Religious festival of the Tiwa

Wanshuwa (Tiwa: Wanshúwa) is an important religious festival of the Tiwa living in Amkha and Marjong villages in Karbi Anglong district. It is celebrated once in five or six years. Generally, this festival takes place between June and August. The ceremony usually starts on a Tuesday and ends on a Thursday. The main function takes place on a Wednesday at the residence of Shangdoloi, the head of the village bachelor's dormitory where the "sham" (wooden mortars) are located. These mortars are partly buried underground and arranged in a circular pattern.

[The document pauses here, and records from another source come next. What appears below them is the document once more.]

use sea_orm::entity::prelude::*;
use serde::{Deserialize, Serialize};
use std::fmt;

#[derive(Clone, Debug, PartialEq, Eq, DeriveEntityModel, Serialize, Deserialize)]
#[sea_orm(table_name = "images_with_caption")]
pub struct Model {
    #[sea_orm(primary_key)]
    pub id: i32,
    #[sea_orm(nullable)]
    pub image: Option<String>, // path relative to the media root
    #[sea_orm(nullable)]
    pub caption: Option<String>,
    pub created_at: i64,
}

#[derive(Copy, Clone, Debug, EnumIter, DeriveRelation)]
pub enum Relation {
    #[sea_orm(has_many = "super::entity_image::Entity")]
    EntityImage,
}

impl Related<super::myth_entity::Entity> for Entity {
    fn to() -> RelationDef {
        super::entity_image::Relation::MythEntity.def()
    }

    fn via() -> Option<RelationDef> {
        Some(super::entity_image::Relation::Image.def().rev())
    }
}

impl ActiveModelBehavior for ActiveModel {}

impl fmt::Display for Model {
    fn fmt(&self, f: &mut fmt::Formatter<'_>) -> fmt::Result {
        f.write_str(self.caption.as_deref().unwrap_or("No caption"))
    }
}
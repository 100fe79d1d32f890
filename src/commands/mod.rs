pub mod add_image;
pub mod app_command;
pub mod create_user;
pub mod list;
pub mod load_data;
pub mod show;

pub use app_command::{AppCommand, Cli};

use crate::config::AppConfig;
use sea_orm::DatabaseConnection;

pub async fn run(
    command: AppCommand,
    db: &DatabaseConnection,
    config: &AppConfig,
) -> anyhow::Result<()> {
    match command {
        AppCommand::LoadData { json_file, user } => {
            load_data::run(db, &json_file, user.as_deref()).await
        }
        AppCommand::CreateUser { username, email } => create_user::run(db, &username, email).await,
        AppCommand::List { entity_type } => list::run(db, entity_type).await,
        AppCommand::Show { id } => show::run(db, id).await,
        AppCommand::AddImage {
            entity_id,
            file,
            caption,
        } => add_image::run(db, &config.media_root, entity_id, &file, caption).await,
    }
}
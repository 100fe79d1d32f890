use sea_orm::entity::prelude::*;
use serde::{Deserialize, Serialize};

#[derive(Clone, Debug, PartialEq, Eq, DeriveEntityModel, Serialize, Deserialize)]
#[sea_orm(table_name = "hero_details")]
pub struct Model {
    #[sea_orm(primary_key)]
    pub id: i32,
    #[sea_orm(unique)]
    pub entity_id: i32,
    #[sea_orm(nullable)]
    pub titles: Option<String>,
    #[sea_orm(nullable)]
    pub achievements: Option<String>,
    pub enemies: String, // JSON array
    pub allies: String,  // JSON array
}

#[derive(Copy, Clone, Debug, EnumIter, DeriveRelation)]
pub enum Relation {
    #[sea_orm(
        belongs_to = "super::myth_entity::Entity",
        from = "Column::EntityId",
        to = "super::myth_entity::Column::Id",
        on_delete = "Cascade"
    )]
    MythEntity,
}

impl Related<super::myth_entity::Entity> for Entity {
    fn to() -> RelationDef {
        Relation::MythEntity.def()
    }
}

impl ActiveModelBehavior for ActiveModel {}
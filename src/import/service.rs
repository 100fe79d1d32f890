use crate::catalog::EntityType;
use crate::import::error::{ImportError, RecordError};
use crate::import::record::{entity_type_of, parse_record, record_name};
use crate::storage::repository::{EntityRepository, UserRepository};
use log::{error, info, warn};
use sea_orm::DatabaseConnection;
use serde_json::Value;
use std::path::Path;

#[derive(Debug)]
pub enum RecordStatus {
    Created { id: i32, entity_type: EntityType },
    Skipped(RecordError),
    Failed(RecordError),
}

#[derive(Debug)]
pub struct RecordOutcome {
    /// Position in the input array.
    pub index: usize,
    pub name: String,
    pub status: RecordStatus,
}

#[derive(Debug, Default)]
pub struct ImportReport {
    pub outcomes: Vec<RecordOutcome>,
}

impl ImportReport {
    pub fn created(&self) -> usize {
        self.count(|s| matches!(s, RecordStatus::Created { .. }))
    }

    pub fn skipped(&self) -> usize {
        self.count(|s| matches!(s, RecordStatus::Skipped(_)))
    }

    pub fn failed(&self) -> usize {
        self.count(|s| matches!(s, RecordStatus::Failed(_)))
    }

    fn count(&self, pred: impl Fn(&RecordStatus) -> bool) -> usize {
        self.outcomes.iter().filter(|o| pred(&o.status)).count()
    }
}

/// Imports every entity described in the JSON file at `path`.
///
/// The creator, the file and the document are all checked before the first
/// record is touched; any problem there aborts the run. After that each record
/// is committed on its own and a bad record only shows up in the report.
pub async fn load_data(
    db: &DatabaseConnection,
    path: &Path,
    username: Option<&str>,
) -> Result<ImportReport, ImportError> {
    let created_by = match username {
        Some(username) => {
            let user = UserRepository::find_by_username(db, username)
                .await?
                .ok_or_else(|| ImportError::UnknownCreatorUser(username.to_string()))?;
            Some(user.id)
        }
        None => None,
    };

    let records = read_document(path).await?;
    info!(
        "importing {} record(s) from {}",
        records.len(),
        path.display()
    );

    let mut report = ImportReport::default();
    for (index, value) in records.iter().enumerate() {
        let outcome = import_record(db, index, value, created_by).await;
        report.outcomes.push(outcome);
    }

    info!(
        "import finished: {} created, {} skipped, {} failed",
        report.created(),
        report.skipped(),
        report.failed()
    );
    Ok(report)
}

async fn read_document(path: &Path) -> Result<Vec<Value>, ImportError> {
    let raw = tokio::fs::read_to_string(path).await.map_err(|e| {
        if e.kind() == std::io::ErrorKind::NotFound {
            ImportError::FileNotFound(path.to_path_buf())
        } else {
            ImportError::Read {
                path: path.to_path_buf(),
                source: e,
            }
        }
    })?;

    let document: Value = serde_json::from_str(&raw).map_err(|e| ImportError::MalformedInput {
        message: e.to_string(),
        line: Some(e.line()),
        column: Some(e.column()),
    })?;

    match document {
        Value::Array(records) => Ok(records),
        _ => Err(ImportError::MalformedInput {
            message: "expected a list of entities at the top level".to_string(),
            line: None,
            column: None,
        }),
    }
}

async fn import_record(
    db: &DatabaseConnection,
    index: usize,
    value: &Value,
    created_by: Option<i32>,
) -> RecordOutcome {
    let name = record_name(value);

    // an unknown type is a skip, not a failure
    if let Some(obj) = value.as_object() {
        if let Err(e) = entity_type_of(obj) {
            warn!("{} for entity '{}'. Skipping.", e, name);
            return RecordOutcome {
                index,
                name,
                status: RecordStatus::Skipped(e),
            };
        }
    }

    let result = match parse_record(value) {
        Ok(new) => EntityRepository::create_with_details(db, new, created_by)
            .await
            .map_err(RecordError::from),
        Err(e) => Err(e),
    };

    let status = match result {
        Ok(entity) => {
            info!(
                "Created entity '{}' of type '{}'.",
                entity.name,
                entity.entity_type.as_str()
            );
            RecordStatus::Created {
                id: entity.id,
                entity_type: entity.entity_type,
            }
        }
        Err(e) => {
            error!("Error creating entity '{}': {}", name, e);
            RecordStatus::Failed(e)
        }
    };

    RecordOutcome {
        index,
        name,
        status,
    }
}
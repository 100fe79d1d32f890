pub mod validation;

pub use validation::{
    numbered_filename, sanitize_filename, upload_path, validate_image, ImageError, ALLOWED_MIME_TYPES,
};
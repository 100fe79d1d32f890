use crate::catalog::EntityType;
use crate::media::ImageError;
use sea_orm::{DbErr, SqlErr};

#[derive(thiserror::Error, Debug)]
pub enum StoreError {
    #[error("{0} already exists")]
    Duplicate(String),
    #[error(
        "{} details cannot be attached to entity {id} of type {}",
        .found.as_str(),
        .expected.as_str()
    )]
    DetailKindMismatch {
        id: i32,
        expected: EntityType,
        found: EntityType,
    },
    #[error("{0} not found")]
    NotFound(String),
    #[error(transparent)]
    Image(#[from] ImageError),
    #[error("media storage: {0}")]
    Io(#[from] std::io::Error),
    #[error("database error: {0}")]
    Db(#[from] DbErr),
}

pub(crate) fn is_unique_violation(err: &DbErr) -> bool {
    matches!(err.sql_err(), Some(SqlErr::UniqueConstraintViolation(_)))
}

/// Maps a unique-constraint violation to [`StoreError::Duplicate`], keeping
/// every other database error as is.
pub(crate) fn duplicate_or_db(err: DbErr, what: impl FnOnce() -> String) -> StoreError {
    if is_unique_violation(&err) {
        StoreError::Duplicate(what())
    } else {
        StoreError::Db(err)
    }
}
use sea_orm::entity::prelude::*;
use serde::{Deserialize, Serialize};

#[derive(Clone, Debug, PartialEq, Eq, DeriveEntityModel, Serialize, Deserialize)]
#[sea_orm(table_name = "mythical_creature_details")]
pub struct Model {
    #[sea_orm(primary_key)]
    pub id: i32,
    #[sea_orm(unique)]
    pub entity_id: i32,
    pub habitat: String,
    #[sea_orm(nullable)]
    pub diet: Option<String>,
    #[sea_orm(nullable)]
    pub size: Option<String>,
    #[sea_orm(nullable)]
    pub weaknesses: Option<String>,
    #[sea_orm(nullable)]
    pub strengths: Option<String>,
}

#[derive(Copy, Clone, Debug, EnumIter, DeriveRelation)]
pub enum Relation {
    #[sea_orm(
        belongs_to = "super::myth_entity::Entity",
        from = "Column::EntityId",
        to = "super::myth_entity::Column::Id",
        on_delete = "Cascade"
    )]
    MythEntity,
}

impl Related<super::myth_entity::Entity> for Entity {
    fn to() -> RelationDef {
        Relation::MythEntity.def()
    }
}

impl ActiveModelBehavior for ActiveModel {}
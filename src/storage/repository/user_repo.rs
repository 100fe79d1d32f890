use crate::storage::entity::user::{self, ActiveModel as UserActiveModel, Entity as User};
use crate::storage::error::{duplicate_or_db, StoreError};
use chrono::Utc;
use sea_orm::{ActiveModelTrait, ColumnTrait, DatabaseConnection, EntityTrait, QueryFilter, Set};

pub struct UserRepository;

impl UserRepository {
    pub async fn create(
        db: &DatabaseConnection,
        username: &str,
        email: Option<String>,
    ) -> Result<user::Model, StoreError> {
        let now = Utc::now().timestamp();
        let active_model = UserActiveModel {
            username: Set(username.to_string()),
            email: Set(email),
            is_active: Set(true),
            last_login: Set(None),
            date_joined: Set(now),
            ..Default::default()
        };

        active_model
            .insert(db)
            .await
            .map_err(|e| duplicate_or_db(e, || format!("user '{}'", username)))
    }

    pub async fn find_by_username(
        db: &DatabaseConnection,
        username: &str,
    ) -> Result<Option<user::Model>, sea_orm::DbErr> {
        User::find()
            .filter(user::Column::Username.eq(username))
            .one(db)
            .await
    }

    pub async fn find_by_id(
        db: &DatabaseConnection,
        id: i32,
    ) -> Result<Option<user::Model>, sea_orm::DbErr> {
        User::find_by_id(id).one(db).await
    }

    /// Entities created by the user keep existing with `created_by` cleared.
    pub async fn delete(db: &DatabaseConnection, id: i32) -> Result<bool, sea_orm::DbErr> {
        let res = User::delete_by_id(id).exec(db).await?;
        Ok(res.rows_affected > 0)
    }
}

#[cfg(test)]
mod tests {
    use super::*;
    use crate::storage::connection::test_connection;

    #[tokio::test]
    async fn usernames_are_unique() {
        let db = test_connection().await;
        let first = UserRepository::create(&db, "hesiod", None).await.unwrap();
        assert!(first.is_active);

        let err = UserRepository::create(&db, "hesiod", Some("h@example.org".into()))
            .await
            .unwrap_err();
        assert!(matches!(err, StoreError::Duplicate(_)), "got {err:?}");
    }

    #[tokio::test]
    async fn lookup_by_username() {
        let db = test_connection().await;
        let created = UserRepository::create(&db, "homer", None).await.unwrap();

        let found = UserRepository::find_by_username(&db, "homer").await.unwrap();
        assert_eq!(found.map(|u| u.id), Some(created.id));
        assert!(UserRepository::find_by_username(&db, "ovid")
            .await
            .unwrap()
            .is_none());
    }
}
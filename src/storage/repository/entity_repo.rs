use crate::catalog::{
    DivinityDetails, EntityDetails, EntityPatch, EntityType, HeroDetails,
    MythicalCreatureDetails, NewEntity,
};
use crate::storage::entity::myth_entity::{
    self, ActiveModel as MythEntityActiveModel, Entity as MythEntity,
};
use crate::storage::entity::{divinity_details, hero_details, mythical_creature_details};
use crate::storage::error::{duplicate_or_db, StoreError};
use chrono::Utc;
use log::warn;
use sea_orm::{
    ActiveModelTrait, ColumnTrait, ConnectionTrait, DatabaseConnection, DbErr, EntityTrait,
    ModelTrait, PaginatorTrait, QueryFilter, QueryOrder, Set, TransactionTrait,
};

/// An entity row together with its type-specific details.
#[derive(Debug, Clone)]
pub struct EntityRecord {
    pub entity: myth_entity::Model,
    pub details: Option<EntityDetails>,
}

impl EntityRecord {
    pub fn parents(&self) -> Vec<String> {
        from_json_list(&self.entity.parents)
    }

    pub fn descendants(&self) -> Vec<String> {
        from_json_list(&self.entity.descendants)
    }
}

pub struct EntityRepository;

impl EntityRepository {
    /// Inserts the entity and its detail row in one transaction; either both
    /// exist afterwards or neither does.
    pub async fn create_with_details(
        db: &DatabaseConnection,
        new: NewEntity,
        created_by: Option<i32>,
    ) -> Result<myth_entity::Model, StoreError> {
        let entity_type = new.entity_type();
        let active_model = MythEntityActiveModel {
            name: Set(new.name.clone()),
            entity_type: Set(entity_type),
            created_by: Set(created_by),
            country_of_origin: Set(new.country_of_origin),
            ethnicity: Set(new.ethnicity),
            gender: Set(new.gender),
            parents: Set(to_json_list(&new.parents)),
            descendants: Set(to_json_list(&new.descendants)),
            appearance: Set(new.appearance),
            story: Set(new.story),
            powers: Set(new.powers),
            ..Default::default()
        };

        let txn = db.begin().await?;
        let entity = active_model.insert(&txn).await.map_err(|e| {
            duplicate_or_db(e, || {
                format!("{} '{}'", entity_type.as_str(), new.name)
            })
        })?;
        insert_details(&txn, entity.id, &new.details).await?;
        txn.commit().await?;

        Ok(entity)
    }

    pub async fn find_with_details(
        db: &DatabaseConnection,
        id: i32,
    ) -> Result<Option<EntityRecord>, DbErr> {
        let Some(entity) = MythEntity::find_by_id(id).one(db).await? else {
            return Ok(None);
        };
        let details = load_details(db, &entity).await?;
        Ok(Some(EntityRecord { entity, details }))
    }

    pub async fn find_by_name(
        db: &DatabaseConnection,
        name: &str,
        entity_type: EntityType,
    ) -> Result<Option<myth_entity::Model>, DbErr> {
        MythEntity::find()
            .filter(myth_entity::Column::Name.eq(name))
            .filter(myth_entity::Column::EntityType.eq(entity_type))
            .one(db)
            .await
    }

    pub async fn list(
        db: &DatabaseConnection,
        entity_type: Option<EntityType>,
    ) -> Result<Vec<myth_entity::Model>, DbErr> {
        let mut query = MythEntity::find();
        if let Some(t) = entity_type {
            query = query.filter(myth_entity::Column::EntityType.eq(t));
        }
        query
            .order_by_asc(myth_entity::Column::Name)
            .order_by_asc(myth_entity::Column::Id)
            .all(db)
            .await
    }

    pub async fn count(db: &DatabaseConnection) -> Result<u64, DbErr> {
        MythEntity::find().count(db).await
    }

    /// Applies `patch` to the entity columns; `date_modified` is refreshed
    /// even when nothing else changes.
    pub async fn update(
        db: &DatabaseConnection,
        id: i32,
        patch: EntityPatch,
    ) -> Result<myth_entity::Model, StoreError> {
        let model = MythEntity::find_by_id(id)
            .one(db)
            .await?
            .ok_or_else(|| StoreError::NotFound(format!("entity {}", id)))?;
        let entity_type = model.entity_type;
        let mut active_model: MythEntityActiveModel = model.into();

        if let Some(v) = patch.name.clone() {
            active_model.name = Set(v);
        }
        if let Some(v) = patch.country_of_origin {
            active_model.country_of_origin = Set(v);
        }
        if let Some(v) = patch.ethnicity {
            active_model.ethnicity = Set(v);
        }
        if let Some(v) = patch.gender {
            active_model.gender = Set(v);
        }
        if let Some(v) = patch.parents {
            active_model.parents = Set(to_json_list(&v));
        }
        if let Some(v) = patch.descendants {
            active_model.descendants = Set(to_json_list(&v));
        }
        if let Some(v) = patch.appearance {
            active_model.appearance = Set(v);
        }
        if let Some(v) = patch.story {
            active_model.story = Set(v);
        }
        if let Some(v) = patch.powers {
            active_model.powers = Set(v);
        }

        active_model.update(db).await.map_err(|e| {
            duplicate_or_db(e, || {
                format!(
                    "{} '{}'",
                    entity_type.as_str(),
                    patch.name.unwrap_or_default()
                )
            })
        })
    }

    /// Swaps the detail row of an entity. The variant must match the stored
    /// `entity_type`.
    pub async fn replace_details(
        db: &DatabaseConnection,
        id: i32,
        details: EntityDetails,
    ) -> Result<(), StoreError> {
        let txn = db.begin().await?;
        let entity = MythEntity::find_by_id(id)
            .one(&txn)
            .await?
            .ok_or_else(|| StoreError::NotFound(format!("entity {}", id)))?;

        if entity.entity_type != details.entity_type() {
            return Err(StoreError::DetailKindMismatch {
                id,
                expected: entity.entity_type,
                found: details.entity_type(),
            });
        }

        delete_details(&txn, &entity).await?;
        insert_details(&txn, id, &details).await?;
        // touch the parent so date_modified reflects the change
        let mut active_model: MythEntityActiveModel = entity.into();
        active_model.date_modified = Set(Utc::now().timestamp());
        active_model.update(&txn).await?;
        txn.commit().await?;
        Ok(())
    }

    /// Removes the entity; the detail row and image links go with it.
    pub async fn delete(db: &DatabaseConnection, id: i32) -> Result<bool, DbErr> {
        let res = MythEntity::delete_by_id(id).exec(db).await?;
        Ok(res.rows_affected > 0)
    }
}
use crate::catalog::{
    DivinityDetails, EntityDetails, EntityType, Gender, HeroDetails, MythicalCreatureDetails,
    NewEntity,
};
use crate::import::error::RecordError;
use serde_json::{Map, Value};

/// Name used in reports when a record has no usable `name`.
pub const UNKNOWN_NAME: &str = "Unknown";

pub fn record_name(value: &Value) -> String {
    value
        .get("name")
        .and_then(Value::as_str)
        .unwrap_or(UNKNOWN_NAME)
        .to_string()
}

/// Reads the `entity_type` tag of a record.
pub fn entity_type_of(obj: &Map<String, Value>) -> Result<EntityType, RecordError> {
    match obj.get("entity_type") {
        Some(Value::String(raw)) => raw
            .parse()
            .map_err(|_| RecordError::UnrecognizedEntityType(Some(raw.clone()))),
        None | Some(Value::Null) => Err(RecordError::UnrecognizedEntityType(None)),
        Some(other) => Err(RecordError::UnrecognizedEntityType(Some(other.to_string()))),
    }
}

/// Turns one element of the input array into an entity with its details.
///
/// Absent or `null` list fields become empty lists and absent scalars stay
/// `None`. A field of the wrong JSON type fails the record.
pub fn parse_record(value: &Value) -> Result<NewEntity, RecordError> {
    let obj = value.as_object().ok_or(RecordError::NotAnObject)?;
    let entity_type = entity_type_of(obj)?;
    let fields = Fields(obj);

    let name = fields.required_str("name")?;
    let gender = fields
        .opt_str("gender")?
        .map(|g| {
            g.parse::<Gender>().map_err(|problem| RecordError::InvalidField {
                field: "gender",
                problem,
            })
        })
        .transpose()?;

    let details = match entity_type {
        EntityType::Divinity => EntityDetails::Divinity(DivinityDetails {
            cultural_role: fields.required_str("cultural_role")?,
            pantheon: fields.opt_str("pantheon")?,
            alignment: fields.opt_str("alignment")?,
            domains: fields.list("domains")?,
            main_symbols: fields.list("main_symbols")?,
            characteristics: fields.list("characteristics")?,
            manifestations: fields.opt_str("manifestations")?,
            symbolic_animals: fields.list("symbolic_animals")?,
            power_objects: fields.list("power_objects")?,
            consorts: fields.list("consorts")?,
        }),
        EntityType::Hero => EntityDetails::Hero(HeroDetails {
            titles: fields.opt_str("titles")?,
            achievements: fields.opt_str("achievements")?,
            enemies: fields.list("enemies")?,
            allies: fields.list("allies")?,
        }),
        EntityType::MythicalCreature => EntityDetails::MythicalCreature(MythicalCreatureDetails {
            habitat: fields.required_str("habitat")?,
            diet: fields.opt_str("diet")?,
            size: fields.opt_str("size")?,
            weaknesses: fields.opt_str("weaknesses")?,
            strengths: fields.opt_str("strengths")?,
        }),
    };

    Ok(NewEntity {
        name,
        country_of_origin: fields.opt_str("country_of_origin")?,
        ethnicity: fields.opt_str("ethnicity")?,
        gender,
        parents: fields.list("parents")?,
        descendants: fields.list("descendants")?,
        appearance: fields.opt_str("appearance")?,
        story: fields.opt_str("story")?,
        powers: fields.opt_str("powers")?,
        details,
    })
}

struct Fields<'a>(&'a Map<String, Value>);

impl Fields<'_> {
    fn opt_str(&self, key: &'static str) -> Result<Option<String>, RecordError> {
        match self.0.get(key) {
            None | Some(Value::Null) => Ok(None),
            Some(Value::String(s)) => Ok(Some(s.clone())),
            Some(other) => Err(RecordError::InvalidField {
                field: key,
                problem: format!("expected a string, got {}", json_kind(other)),
            }),
        }
    }

    /// Blank strings count as missing.
    fn required_str(&self, key: &'static str) -> Result<String, RecordError> {
        match self.opt_str(key)? {
            Some(s) if !s.trim().is_empty() => Ok(s),
            _ => Err(RecordError::MissingRequiredField(key)),
        }
    }

    fn list(&self, key: &'static str) -> Result<Vec<String>, RecordError> {
        match self.0.get(key) {
            None | Some(Value::Null) => Ok(Vec::new()),
            Some(Value::Array(items)) => items
                .iter()
                .map(|item| match item {
                    Value::String(s) => Ok(s.clone()),
                    other => Err(RecordError::InvalidField {
                        field: key,
                        problem: format!("list items must be strings, got {}", json_kind(other)),
                    }),
                })
                .collect(),
            Some(other) => Err(RecordError::InvalidField {
                field: key,
                problem: format!("expected a list of strings, got {}", json_kind(other)),
            }),
        }
    }
}

fn json_kind(value: &Value) -> &'static str {
    match value {
        Value::Null => "null",
        Value::Bool(_) => "a boolean",
        Value::Number(_) => "a number",
        Value::String(_) => "a string",
        Value::Array(_) => "a list",
        Value::Object(_) => "an object",
    }
}
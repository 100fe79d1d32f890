pub mod model;

pub use model::{
    DivinityDetails, EntityDetails, EntityPatch, EntityType, Gender, HeroDetails,
    MythicalCreatureDetails, NewEntity,
};
use crate::storage::StoreError;
use std::path::PathBuf;

/// Problems that stop an import before any record is written.
#[derive(thiserror::Error, Debug)]
pub enum ImportError {
    #[error("file \"{}\" not found", .0.display())]
    FileNotFound(PathBuf),
    #[error("cannot read \"{}\": {source}", .path.display())]
    Read {
        path: PathBuf,
        #[source]
        source: std::io::Error,
    },
    #[error("error decoding JSON: {message}")]
    MalformedInput {
        message: String,
        line: Option<usize>,
        column: Option<usize>,
    },
    #[error("user \"{0}\" does not exist")]
    UnknownCreatorUser(String),
    #[error("database error: {0}")]
    Database(#[from] sea_orm::DbErr),
}

/// Problems confined to a single record; the batch carries on.
#[derive(thiserror::Error, Debug)]
pub enum RecordError {
    #[error("record is not a JSON object")]
    NotAnObject,
    #[error("invalid entity_type {}", describe_type(.0))]
    UnrecognizedEntityType(Option<String>),
    #[error("missing required field '{0}'")]
    MissingRequiredField(&'static str),
    #[error("field '{field}': {problem}")]
    InvalidField {
        field: &'static str,
        problem: String,
    },
    #[error("{0} already exists")]
    DuplicateEntity(String),
    #[error(transparent)]
    Store(StoreError),
}

impl From<StoreError> for RecordError {
    fn from(err: StoreError) -> Self {
        match err {
            StoreError::Duplicate(what) => RecordError::DuplicateEntity(what),
            other => RecordError::Store(other),
        }
    }
}

fn describe_type(raw: &Option<String>) -> String {
    match raw {
        Some(t) => format!("'{}'", t),
        None => "(missing)".to_string(),
    }
}
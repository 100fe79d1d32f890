use sea_orm::entity::prelude::*;
use serde::{Deserialize, Serialize};

#[derive(Clone, Debug, PartialEq, Eq, DeriveEntityModel, Serialize, Deserialize)]
#[sea_orm(table_name = "users")]
pub struct Model {
    #[sea_orm(primary_key)]
    pub id: i32,
    #[sea_orm(unique)]
    pub username: String,
    #[sea_orm(nullable)]
    pub email: Option<String>,
    pub is_active: bool,
    #[sea_orm(nullable)]
    pub last_login: Option<i64>,
    pub date_joined: i64,
}

#[derive(Copy, Clone, Debug, EnumIter, DeriveRelation)]
pub enum Relation {
    #[sea_orm(has_many = "super::myth_entity::Entity")]
    MythEntity,
}

impl Related<super::myth_entity::Entity> for Entity {
    fn to() -> RelationDef {
        Relation::MythEntity.def()
    }
}

impl ActiveModelBehavior for ActiveModel {}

While dancing to the rhythm of the khram, pangsi and thurang (musical instruments) members of the Shamadi pound the wet rice with a "lomphor" (wooden pestle) till rice is ground to a powder. After the dance, the grounded rice flour is mixed lightly with water and is used to sprinkle on people present at the ceremony. The remaining flour is distributed among the villagers to prepare wanrusa, a type of steamed rice cake. The next morning they bring the wanrusa to the Shangdoloi’s house and offer it to the deities Sodonga Raja and Maldewa Raja. By the late evening of Thursday, the Wanshuwa festival (Wanshúwa Kham) comes to an end. The Tiwa of the Amkha and Marjong group considers the Wankuri or the flour pounded on the day of the Wanshuwa festival to be sacred rice.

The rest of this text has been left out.